November 5, 2010
This morning, CBO issued its Monthly Budget Review, which summarized the end-of-year budget results reported by the Treasury for fiscal year 2010. In that year, which ended on September 30, the federal government recorded a total budget deficit of $1.3 trillion, $122 billion less than the deficit incurred in 2009. The deficit fell as a share of the nation’s gross domestic product (GDP) from 10.0 percent in 2009 to 8.9 percent in 2010—the second-highest deficit as a share of GDP since 1945 and about four times the average deficit as a share of GDP recorded between 2005 and 2008.
The large deficits in 2009 and 2010 reflect a combination of factors: an imbalance between revenues and spending that predates the recent recession, sharply lower revenues and elevated spending associated with those economic conditions, and the costs of federal policies implemented in response to those conditions. Revenues in 2010 were 16 percent below the peak amount reached in fiscal year 2007 and only slightly above the amount collected in 2005. Total revenues in both 2009 and 2010 were 14.9 percent of GDP, the lowest share since 1950. In contrast, outlays in 2010 were 27 percent more than spending in 2007.
Receipts and Outlays
As a Percentage of GDP
Sources: Department of the Treasury; CBO
The deficit was smaller in 2010 than in 2009 because revenues increased and spending declined. Receipts in 2010 rose for the first time in three years, reaching $2,162 billion, up 3 percent from collections in 2009. Expenditures decreased by $64 billion (or 2 percent) from 2009 to 2010.

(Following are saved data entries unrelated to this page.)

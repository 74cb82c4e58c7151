use crate::error::BroadcastError;
use crate::health::HealthState;
use async_trait::async_trait;
use serde::{Deserialize, Serialize};
use tokio::sync::broadcast;
use tracing::{debug, info};

/// Events fanned out to connected overlay viewers
#[derive(Debug, Clone, Serialize, Deserialize)]
pub enum OverlayEvent {
    /// The classified health state changed
    StateChanged { health_state: HealthState },
    /// A viewer command passed the dispatch gate
    CommandIssued { command: String },
}

impl OverlayEvent {
    /// Wire topic of the event, matching the overlay protocol
    pub fn topic(&self) -> &'static str {
        match self {
            OverlayEvent::StateChanged { .. } => "state-changed",
            OverlayEvent::CommandIssued { .. } => "command",
        }
    }

    /// JSON payload delivered to viewers
    pub fn payload(&self) -> serde_json::Value {
        match self {
            OverlayEvent::StateChanged { health_state } => {
                serde_json::json!({ "healthState": health_state })
            }
            OverlayEvent::CommandIssued { command } => {
                serde_json::json!({ "command": command })
            }
        }
    }

    /// Get a human-readable description of the event
    pub fn description(&self) -> String {
        match self {
            OverlayEvent::StateChanged { health_state } => {
                format!("Health state changed to {}", health_state)
            }
            OverlayEvent::CommandIssued { command } => {
                format!("Command issued: {}", command)
            }
        }
    }
}

/// Publish-only capability consumed by the screenshot pipeline and the
/// command dispatcher.
///
/// Delivery is best-effort and at-most-once; implementations must not block
/// indefinitely. Callers log failures and carry on.
#[async_trait]
pub trait Broadcaster: Send + Sync {
    async fn publish(&self, event: OverlayEvent) -> Result<(), BroadcastError>;
}

/// Async event bus fanning overlay events out to viewer streams
pub struct EventBus {
    sender: broadcast::Sender<OverlayEvent>,
}

impl EventBus {
    /// Create a new event bus with the specified channel capacity
    pub fn new(capacity: usize) -> Self {
        let (sender, _) = broadcast::channel(capacity);
        Self { sender }
    }

    /// Subscribe to events and get a receiver
    pub fn subscribe(&self) -> broadcast::Receiver<OverlayEvent> {
        self.sender.subscribe()
    }

    /// Get the number of active subscribers
    pub fn subscriber_count(&self) -> usize {
        self.sender.receiver_count()
    }

    /// Check if there are any active subscribers
    pub fn has_subscribers(&self) -> bool {
        self.sender.receiver_count() > 0
    }
}

impl Clone for EventBus {
    fn clone(&self) -> Self {
        Self {
            sender: self.sender.clone(),
        }
    }
}

#[async_trait]
impl Broadcaster for EventBus {
    async fn publish(&self, event: OverlayEvent) -> Result<(), BroadcastError> {
        match self.sender.send(event.clone()) {
            Ok(subscribers) => {
                info!(topic = event.topic(), subscribers, "{}", event.description());
                Ok(())
            }
            Err(_) => {
                // A send only fails when nobody is listening; the overlay
                // protocol is at-most-once, so a dropped event is not an error.
                debug!(topic = event.topic(), "event dropped: no subscribers");
                Ok(())
            }
        }
    }
}

#[cfg(test)]
mod tests {
    use super::*;
    use tokio::time::{timeout, Duration};

    #[tokio::test]
    async fn test_event_bus_basic_operations() {
        let event_bus = EventBus::new(10);
        let mut receiver = event_bus.subscribe();

        let event = OverlayEvent::StateChanged {
            health_state: HealthState::Half,
        };

        event_bus.publish(event).await.unwrap();

        let received = receiver.recv().await.unwrap();
        match received {
            OverlayEvent::StateChanged { health_state } => {
                assert_eq!(health_state, HealthState::Half);
            }
            _ => panic!("Unexpected event type"),
        }
    }

    #[tokio::test]
    async fn test_multiple_subscribers() {
        let event_bus = EventBus::new(10);
        let mut receiver1 = event_bus.subscribe();
        let mut receiver2 = event_bus.subscribe();

        assert_eq!(event_bus.subscriber_count(), 2);

        let event = OverlayEvent::CommandIssued {
            command: "heal".to_string(),
        };

        event_bus.publish(event).await.unwrap();

        let _ = timeout(Duration::from_millis(100), receiver1.recv())
            .await
            .unwrap()
            .unwrap();
        let _ = timeout(Duration::from_millis(100), receiver2.recv())
            .await
            .unwrap()
            .unwrap();
    }

    #[tokio::test]
    async fn test_publish_without_subscribers_is_best_effort() {
        let event_bus = EventBus::new(10);
        assert!(!event_bus.has_subscribers());

        let event = OverlayEvent::CommandIssued {
            command: "run".to_string(),
        };

        // No viewers connected yet; the event is dropped, not an error
        assert!(event_bus.publish(event).await.is_ok());
    }

    #[test]
    fn test_event_topics_and_payloads() {
        let state_event = OverlayEvent::StateChanged {
            health_state: HealthState::Critical,
        };
        assert_eq!(state_event.topic(), "state-changed");
        assert_eq!(
            state_event.payload(),
            serde_json::json!({ "healthState": "CRITICAL" })
        );

        let command_event = OverlayEvent::CommandIssued {
            command: "crouch".to_string(),
        };
        assert_eq!(command_event.topic(), "command");
        assert_eq!(
            command_event.payload(),
            serde_json::json!({ "command": "crouch" })
        );
    }
}
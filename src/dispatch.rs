use crate::cooldown::{CooldownDecision, CooldownLedger, Identity};
use crate::error::{Result, VitalcastError};
use crate::events::{Broadcaster, OverlayEvent};
use crate::health::{HealthState, HealthStateStore};
use chrono::{DateTime, Utc};
use serde::{Deserialize, Serialize};
use std::sync::Arc;
use std::time::Duration;
use tokio::time::timeout;
use tracing::{debug, error, info, warn};
use uuid::Uuid;

/// Outcome of a command dispatch, as returned to the caller
#[derive(Debug, Clone, Serialize, Deserialize)]
pub struct DispatchOutcome {
    pub status: DispatchStatus,
    pub message: String,
}

#[derive(Debug, Clone, Copy, PartialEq, Eq, Serialize, Deserialize)]
#[serde(rename_all = "lowercase")]
pub enum DispatchStatus {
    Success,
    Cooldown,
    Error,
}

impl DispatchOutcome {
    fn success<S: Into<String>>(message: S) -> Self {
        Self {
            status: DispatchStatus::Success,
            message: message.into(),
        }
    }

    fn cooldown<S: Into<String>>(message: S) -> Self {
        Self {
            status: DispatchStatus::Cooldown,
            message: message.into(),
        }
    }

    fn error() -> Self {
        Self {
            status: DispatchStatus::Error,
            message: "An error occurred while processing your command.".to_string(),
        }
    }
}

/// Orchestrates a single command request: health-state override, cooldown
/// check, timer update and broadcast.
///
/// Per identity the flow is a small state machine: no record, then
/// cooldown-active after each granted command, then eligible once the timer
/// elapses. A CRITICAL health state bypasses the machine entirely without
/// advancing it. Every failure is caught at this boundary and mapped to an
/// `error` outcome; internals are logged, never exposed.
pub struct CommandDispatcher {
    health: Arc<HealthStateStore>,
    ledger: CooldownLedger,
    broadcaster: Arc<dyn Broadcaster>,
    op_timeout: Duration,
}

impl CommandDispatcher {
    pub fn new(
        health: Arc<HealthStateStore>,
        ledger: CooldownLedger,
        broadcaster: Arc<dyn Broadcaster>,
        op_timeout: Duration,
    ) -> Self {
        Self {
            health,
            ledger,
            broadcaster,
            op_timeout,
        }
    }

    /// Dispatch a command on behalf of a user
    pub async fn dispatch(&self, command: &str, user_name: &str) -> DispatchOutcome {
        self.dispatch_at(command, user_name, Utc::now()).await
    }

    /// Dispatch with an explicit clock, the testable entry point
    pub async fn dispatch_at(
        &self,
        command: &str,
        user_name: &str,
        now: DateTime<Utc>,
    ) -> DispatchOutcome {
        let request_id = Uuid::new_v4();

        let command = command.trim();
        if command.is_empty() {
            debug!(%request_id, "Rejected dispatch with empty command");
            return DispatchOutcome::error();
        }
        let Some(identity) = Identity::parse(user_name) else {
            debug!(%request_id, "Rejected dispatch with blank user name");
            return DispatchOutcome::error();
        };

        match self.try_dispatch(request_id, command, &identity, now).await {
            Ok(outcome) => outcome,
            Err(e) => {
                error!(
                    %request_id,
                    identity = identity.key(),
                    "Command dispatch failed: {}", e
                );
                DispatchOutcome::error()
            }
        }
    }

    async fn try_dispatch(
        &self,
        request_id: Uuid,
        command: &str,
        identity: &Identity,
        now: DateTime<Utc>,
    ) -> Result<DispatchOutcome> {
        let health_state = self.health.get();

        // CRITICAL overrides the cooldown gate entirely, and must not touch
        // the ledger: the user's own timer keeps whatever value it had.
        if health_state == HealthState::Critical {
            info!(
                %request_id,
                identity = identity.key(),
                command,
                "Health is CRITICAL, bypassing cooldown"
            );
            self.publish_command(command).await;
            return Ok(DispatchOutcome::success(format!(
                "Command {} executed successfully due to critical health.",
                command
            )));
        }

        // Check-and-stamp in one step; stamping before the broadcast means a
        // crash after publish can never leave the timer unset.
        let decision = timeout(
            self.op_timeout,
            self.ledger.begin_request(identity, now),
        )
        .await
        .map_err(|_| VitalcastError::Timeout {
            operation: "cooldown check",
        })??;

        match decision {
            CooldownDecision::OnCooldown { retry_after, .. } => {
                info!(
                    %request_id,
                    identity = identity.key(),
                    retry_after_ms = retry_after.num_milliseconds(),
                    "Command rejected: user on cooldown"
                );
                Ok(DispatchOutcome::cooldown(
                    "You are on cooldown. Please wait before issuing another command.",
                ))
            }
            CooldownDecision::Eligible(record) => {
                info!(
                    %request_id,
                    identity = identity.key(),
                    user_id = record.user_id,
                    command,
                    "Command accepted"
                );
                self.publish_command(command).await;
                Ok(DispatchOutcome::success(format!(
                    "Command {} executed successfully.",
                    command
                )))
            }
        }
    }

    /// Best-effort fan-out: a failed or slow broadcast is logged, but the
    /// command still counts as issued.
    async fn publish_command(&self, command: &str) {
        let event = OverlayEvent::CommandIssued {
            command: command.to_string(),
        };
        match timeout(self.op_timeout, self.broadcaster.publish(event)).await {
            Ok(Ok(())) => {}
            Ok(Err(e)) => warn!("Command broadcast failed: {}", e),
            Err(_) => warn!("Command broadcast timed out"),
        }
    }
}
//! # pharmacy
//!
//! The query layer shared by every list endpoint of the online pharmacy API.
//!
//! - [`filtering`]: sanitizers, the filter assembler, pagination and sorting
//! - [`core`]: the [`ListResource`] trait and [`list_resource`], which run
//!   count and page fetch against the same filter
//! - [`models`]: the raw list query, the list response and the domain enums
//! - [`errors`]: [`ApiError`], the one error type handlers return
//!
//! ```rust,ignore
//! use pharmacy::{ListParams, ListResource, list_resource};
//!
//! async fn list_products(
//!     State(state): State<AppState>,
//!     ListParams(query): ListParams,
//! ) -> Result<Json<ListResponse<Product>>, ApiError> {
//!     Ok(Json(list_resource::<ProductResource>(&state.db, &query).await?))
//! }
//! ```

pub mod core;
pub mod errors;
pub mod filtering;
pub mod models;

pub use self::core::{JsonBody, ListParams, ListPlan, ListResource, list_resource};
pub use errors::{ApiError, ErrorResponse};
pub use models::{ListQuery, ListResponse, PrescriptionStatus, ProductKind};
use chrono::{DateTime, Utc};
use pharmacy::ProductKind;
use sea_orm::entity::prelude::*;
use serde::{Deserialize, Serialize};
use utoipa::ToSchema;

use super::TagList;

/// A catalog product: a medicine or a health item
#[derive(Clone, Debug, PartialEq, DeriveEntityModel, Serialize, Deserialize, ToSchema)]
#[sea_orm(table_name = "products")]
#[serde(rename_all = "camelCase")]
#[schema(as = Product)]
pub struct Model {
    #[sea_orm(primary_key, auto_increment = false)]
    pub id: Uuid,
    pub name: String,
    #[sea_orm(column_type = "Text")]
    pub description: String,
    pub generic_name: Option<String>,
    #[sea_orm(column_type = "Double")]
    pub price: f64,
    #[serde(rename = "type")]
    pub kind: ProductKind,
    pub category: String,
    #[sea_orm(column_type = "Json")]
    pub tags: TagList,
    pub image_url: Option<String>,
    pub in_stock: bool,
    pub stock: i32,
    pub prescription: bool,
    #[sea_orm(column_type = "Double")]
    pub rating: f64,
    pub created_at: DateTime<Utc>,
    pub updated_at: DateTime<Utc>,
}

#[derive(Copy, Clone, Debug, EnumIter, DeriveRelation)]
pub enum Relation {}

impl ActiveModelBehavior for ActiveModel {}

On the revenue side, corporate income tax receipts showed the largest gain in dollar terms from 2009 to 2010—$53 billion (or 38 percent). Despite the gain, those receipts were just over half as large as in 2007 and 37 percent below the amount collected in 2008. The gain in corporate income tax receipts can be attributed to higher taxable profits resulting from both improved economic conditions and the temporary lapse of provisions that allowed taxpayers to take higher depreciation charges in 2009. Receipts from the Federal Reserve also rose substantially, increasing by almost $42 billion to an amount more than double the 2009 receipts. The central bank’s increased profits resulted from an enlarged portfolio and a shift to riskier and thus higher-yielding investments.
Those gains in 2010 receipts were partially offset by declines in receipts from social insurance (payroll) taxes of $26 billion (or 3 percent) and individual income taxes of $17 billion (or 2 percent). Receipts during the first several months of the fiscal year were below those during the same period in 2009. But in the last five months of fiscal year 2010, collections of withheld and nonwithheld taxes, which were based on taxable incomes in 2010, were 4 percent higher than in the same period in 2009.
Spending related to the financial crisis dropped sharply in 2010. Net outlays recorded for the Troubled Asset Relief Program (TARP), federal deposit insurance, and Treasury payments to Fannie Mae and Freddie Mac were $367 billion lower in 2010 than in 2009. Conversely, spending associated with the American Recovery and Reinvestment Act (ARRA)&emdash;the stimulus bill&emdash;rose by approximately $110 billion to a total of roughly $225 billion.
Outlays for defense rose by 4.7 percent in 2010, lower than the previous year’s increase of 7.1 percent and about half the average annual growth rate of 8.8 percent over the past decade. The 3.4 percent rise in spending for procurement was markedly lower than recent double-digit growth, and spending on research and development declined by 2.6 percent—the first drop since 1999. Nearly one-quarter of military spending in 2010 was associated with operations in Iraq and Afghanistan—about the same portion as in 2008 and 2009, CBO estimates.
Outlays for the three largest entitlement programs—Social Security, Medicare, and Medicaid (not including spending from ARRA)—rose by 5.4 percent in 2010. That increase was smaller than the 7.0 percent average annual growth over the past five years. Nevertheless, Social Security outlays as a share of the economy grew for the fifth consecutive year, rising from 4.1 percent of GDP in 2006 to 4.8 percent of GDP in 2010. Spending for Medicare and Medicaid (excluding the effects of ARRA) represented 4.7 percent of GDP, compared with an annual average of 4.1 percent of GDP experienced over the past five years.
Payments for unemployment benefits were one-third greater in 2010 than in 2009. Those payments totaled $162 billion (or 1.1 percent of GDP), more than triple the amount paid in 2008. Spending for net interest on the public debt also increased to 1.6 percent of GDP, up from 1.4 percent of GDP in 2009. Spending on the wide variety of other federal programs accounted for about 30 percent of the budget and was equal to 7.2 percent of GDP, slightly more than spending in 2009 and the average over the past five years.